━━━━━ INFORMATION GIVEN ━━━━━
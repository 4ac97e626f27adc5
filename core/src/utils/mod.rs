pub mod cmd;
pub mod error;
pub mod modal;
pub mod path;
pub mod progress;
pub mod style_message;

pub use style_message::StyleMessage;
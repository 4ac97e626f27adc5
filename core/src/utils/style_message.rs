use crate::core::state::SyncStatus;
use crate::utils::error::PdlError;
use crate::utils::path::PathExtension;
use ansi_term::{Colour, Style};
use lazy_static::lazy_static;
use std::fmt::{Display, Formatter};
use std::path::Path;

lazy_static! {
    pub static ref RED: Style = Style::new().fg(Colour::Red);
    pub static ref GREEN: Style = Style::new().fg(Colour::Green);
    pub static ref BLUE: Style = Style::new().fg(Colour::Blue);
    pub static ref YELLOW: Style = Style::new().fg(Colour::Yellow);
    pub static ref GREY: Style = Style::new().fg(Colour::Fixed(245));
    pub static ref RED_BOLD: Style = Style::new().fg(Colour::Red).bold();
    pub static ref GREEN_BOLD: Style = Style::new().fg(Colour::Green).bold();
    pub static ref BLUE_BOLD: Style = Style::new().fg(Colour::Blue).bold();
    pub static ref PURPLE_BOLD: Style = Style::new().fg(Colour::Purple).bold();
}

#[derive(Debug, Clone, PartialEq)]
pub struct StyleText {
    pub content: String,
    pub style: Option<&'static ansi_term::Style>,
}

impl StyleText {
    pub fn to_plain_text(&self) -> &str {
        self.content.as_str()
    }
}

impl Display for StyleText {
    fn fmt(&self, f: &mut Formatter<'_>) -> std::fmt::Result {
        match self.style {
            Some(style) => write!(f, "{}", style.paint(&self.content)),
            None => f.write_str(&self.content),
        }
    }
}

#[derive(Debug, Default, Clone, PartialEq)]
pub struct StyleMessage(pub Vec<StyleText>);

impl StyleMessage {
    pub fn new() -> Self {
        StyleMessage::default()
    }

    pub fn plain_text(mut self, content: impl AsRef<str>) -> Self {
        self.0.push(StyleText {
            content: content.as_ref().to_string(),
            style: None,
        });
        self
    }

    pub fn styled_text(mut self, content: impl AsRef<str>, style: &'static ansi_term::Style) -> Self {
        self.0.push(StyleText {
            content: content.as_ref().to_string(),
            style: Some(style),
        });
        self
    }

    pub fn is_empty(&self) -> bool {
        self.0.is_empty()
    }

    pub fn join(mut self, other: StyleMessage) -> Self {
        self.0.extend(other.0);
        self
    }

    pub fn to_plain_text(&self) -> String {
        self.0.iter().map(|st| st.to_plain_text()).collect()
    }
}

// format message
impl StyleMessage {
    pub fn project(name: impl AsRef<str>) -> Self {
        StyleMessage::new().styled_text(name.as_ref(), &PURPLE_BOLD)
    }

    pub(crate) fn project_not_found(name: impl AsRef<str>) -> Self {
        StyleMessage::new()
            .plain_text("project ")
            .join(Self::project(name))
            .plain_text(" not found in catalog!")
    }

    pub(crate) fn provider_not_found(provider: impl AsRef<str>) -> Self {
        StyleMessage::new()
            .plain_text("source ")
            .styled_text(provider.as_ref(), &BLUE)
            .plain_text(" is not offered by any project!")
    }

    pub(crate) fn no_remote_for_provider(name: impl AsRef<str>, provider: impl AsRef<str>) -> Self {
        Self::project(name)
            .plain_text(": no remote for source ")
            .styled_text(provider.as_ref(), &BLUE)
    }

    pub(crate) fn no_projects_selected() -> Self {
        StyleMessage::new().styled_text("no projects selected", &YELLOW)
    }

    pub(crate) fn batch_start(label: impl AsRef<str>, total: usize) -> Self {
        StyleMessage::new()
            .plain_text(format!("{} ", label.as_ref()))
            .styled_text(total.to_string(), &BLUE_BOLD)
            .plain_text(" project(s)...")
    }

    pub(crate) fn batch_finished(label: impl AsRef<str>, succeeded: usize, failed: usize) -> Self {
        let msg = StyleMessage::new()
            .plain_text(format!("{} finished! ", label.as_ref()))
            .styled_text(succeeded.to_string(), &GREEN_BOLD)
            .plain_text(" succeeded, ");
        match failed {
            0 => msg.plain_text("0 failed."),
            _ => msg.styled_text(failed.to_string(), &RED_BOLD).plain_text(" failed."),
        }
    }

    pub(crate) fn job_end(name: impl AsRef<str>, is_success: bool) -> Self {
        let (sign, style): (&str, &'static Style) = match is_success {
            true => ("√", &GREEN_BOLD),
            false => ("x", &RED_BOLD),
        };
        StyleMessage::new()
            .styled_text(sign, style)
            .plain_text(" ")
            .join(Self::project(name))
    }

    pub(crate) fn job_panicked(name: impl AsRef<str>) -> Self {
        Self::project(name).styled_text(": worker panicked", &RED_BOLD)
    }

    pub fn status(status: SyncStatus) -> Self {
        let style: &'static Style = match status {
            SyncStatus::Idle => &GREY,
            SyncStatus::Cloning | SyncStatus::Fetching | SyncStatus::Switching => &BLUE,
            SyncStatus::Succeeded => &GREEN,
            SyncStatus::Failed => &RED,
        };
        StyleMessage::new().styled_text(status.to_string(), style)
    }

    pub(crate) fn sync_succ(name: impl AsRef<str>, branch: impl AsRef<str>) -> Self {
        Self::project(name)
            .plain_text(": synchronized on ")
            .styled_text(branch.as_ref(), &BLUE)
    }

    pub(crate) fn git_error(name: impl AsRef<str>, error: &anyhow::Error) -> Self {
        let err_msg = error
            .chain()
            .map(|c| c.to_string())
            .collect::<Vec<_>>()
            .join(": ");

        Self::project(name)
            .plain_text(" ")
            .styled_text(err_msg.trim(), &RED)
    }

    pub(crate) fn sync_failed(name: impl AsRef<str>, error: &PdlError) -> Self {
        Self::project(name)
            .plain_text(" ")
            .styled_text(error.to_string().trim(), &RED)
    }

    pub(crate) fn remove_dir_succ(path: impl AsRef<Path>) -> Self {
        StyleMessage::new()
            .plain_text("  ")
            .styled_text(path.display_path(), &PURPLE_BOLD)
            .plain_text(": removed")
    }

    pub(crate) fn remove_dir_failed(path: impl AsRef<Path>, err: &anyhow::Error) -> Self {
        StyleMessage::new().plain_text(format!("remove {} error: {}", path.display_path(), err))
    }

    pub(crate) fn project_busy(name: impl AsRef<str>) -> Self {
        Self::project(name).styled_text(": busy, skipped", &YELLOW)
    }

    pub(crate) fn git_checking_out(name: impl AsRef<str>, branch: impl AsRef<str>) -> Self {
        Self::project(name)
            .plain_text(": checkout ")
            .styled_text(branch.as_ref(), &BLUE)
            .plain_text("...")
    }

    pub(crate) fn switch_unchanged(name: impl AsRef<str>, branch: impl AsRef<str>) -> Self {
        Self::project(name)
            .plain_text(": already on ")
            .styled_text(branch.as_ref(), &BLUE)
    }

    pub(crate) fn switch_succ(name: impl AsRef<str>, branch: impl AsRef<str>) -> Self {
        Self::project(name)
            .styled_text(": switched to ", &GREEN)
            .styled_text(branch.as_ref(), &BLUE)
    }

    pub(crate) fn switch_cancelled(name: impl AsRef<str>, current: Option<&str>) -> Self {
        Self::project(name)
            .styled_text(": [cancelled] switch, staying on ", &YELLOW)
            .styled_text(current.unwrap_or("unknown"), &BLUE)
    }

    pub(crate) fn switch_rolled_back(
        name: impl AsRef<str>,
        current: Option<&str>,
        reason: impl AsRef<str>,
    ) -> Self {
        Self::project(name)
            .styled_text(": switch failed, rolled back to ", &RED)
            .styled_text(current.unwrap_or("unknown"), &BLUE)
            .plain_text(": ")
            .styled_text(reason.as_ref(), &GREY)
    }

    pub(crate) fn switch_rejected(name: impl AsRef<str>) -> Self {
        Self::project(name).styled_text(": switch already in progress, request ignored", &YELLOW)
    }

    pub(crate) fn branch_preference_saved(name: impl AsRef<str>, branch: impl AsRef<str>) -> Self {
        Self::project(name)
            .plain_text(": not downloaded yet, ")
            .styled_text(branch.as_ref(), &BLUE)
            .plain_text(" will be used by the next sync")
    }

    pub(crate) fn conflict_decision(name: impl AsRef<str>, decision: impl AsRef<str>) -> Self {
        Self::project(name)
            .plain_text(": working tree has local changes, decision: ")
            .styled_text(decision.as_ref(), &YELLOW)
    }

    pub(crate) fn branches_found(name: impl AsRef<str>, count: usize) -> Self {
        Self::project(name)
            .plain_text(": ")
            .styled_text(count.to_string(), &BLUE_BOLD)
            .plain_text(" branch(es) found")
    }

    pub(crate) fn query_failed(name: impl AsRef<str>, scope: impl AsRef<str>, err: &anyhow::Error) -> Self {
        Self::project(name)
            .plain_text(format!(": query {} branches failed: ", scope.as_ref()))
            .styled_text(err.to_string().trim(), &RED)
    }
}

impl Display for StyleMessage {
    fn fmt(&self, f: &mut Formatter<'_>) -> std::fmt::Result {
        for text in &self.0 {
            write!(f, "{}", text)?;
        }
        Ok(())
    }
}

impl<T> From<T> for StyleMessage
where
    T: AsRef<str>,
{
    fn from(value: T) -> Self {
        StyleMessage::new().plain_text(value.as_ref())
    }
}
━━━━━
Copy each line above containing the string "Option".

_RESULT FOR THIS EXERCISE_
    pub style: Option<&'static ansi_term::Style>,
    pub(crate) fn switch_cancelled(name: impl AsRef<str>, current: Option<&str>) -> Self {
        current: Option<&str>,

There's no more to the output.